» Task:
Scan the material below and copy every line holding the word "external".
Data shown section start
//! # medmap
//!
//! Maps free-text clinical entity mentions (medication names, diagnoses,
//! procedures, lab tests) onto codes in standard medical terminologies:
//! SNOMED CT for clinical concepts, RxNorm for medications.
//!
//! This crate is the normalization-to-selection core. Surrounding I/O
//! (spreadsheet parsing, vocabulary loading from columnar files, acronym
//! cache persistence) lives in external collaborators that feed this
//! pipeline through narrow contracts.
//!
//! ## Pipeline
//!
//! - [`Normalizer`] lowercases, strips punctuation noise, and expands
//!   acronyms against a shared [`AcronymLexicon`]
//! - [`route()`] maps the entity type to its target [`System`]
//! - a [`Retriever`] implementation (external, typically a BM25 index over
//!   vocabulary strings) returns the top-K lexical candidates
//! - [`rank()`] filters by semantic-type admissibility and orders candidates
//!   by a weighted sum of five pure scoring signals
//! - [`pick_display`] selects the single best display row per code under
//!   per-terminology term-type preference
//! - [`Pipeline`] drives it all and emits one [`OutputRow`] per input row,
//!   isolating row-level failures from the batch
//!
//! Queries are stateless and independent: the lexicon is loaded once,
//! shared by `Arc`, and never mutated during a run, so batches process
//! concurrently with output reassembled in input order.

pub mod config;
pub mod display;
pub mod normalize;
pub mod pipeline;
pub mod rank;
pub mod retrieve;
pub mod route;
pub mod types;

pub use config::{ConfigError, PipelineConfig, ScoringWeights};
pub use display::pick_display;
pub use normalize::lexicon::AcronymLexicon;
pub use normalize::{NormalizeError, Normalizer};
pub use pipeline::{MapError, Pipeline};
pub use rank::rank;
pub use retrieve::{RetrievalError, Retriever};
pub use route::{RouteError, route};
pub use types::{
    Candidate, DisplayChoice, EntityType, NormalizedQuery, OutputRow, Query, RankedCandidate,
    System,
};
Data shown section end
» Output below:
//! cache persistence) lives in external collaborators that feed this
//! - a [`Retriever`] implementation (external, typically a BM25 index over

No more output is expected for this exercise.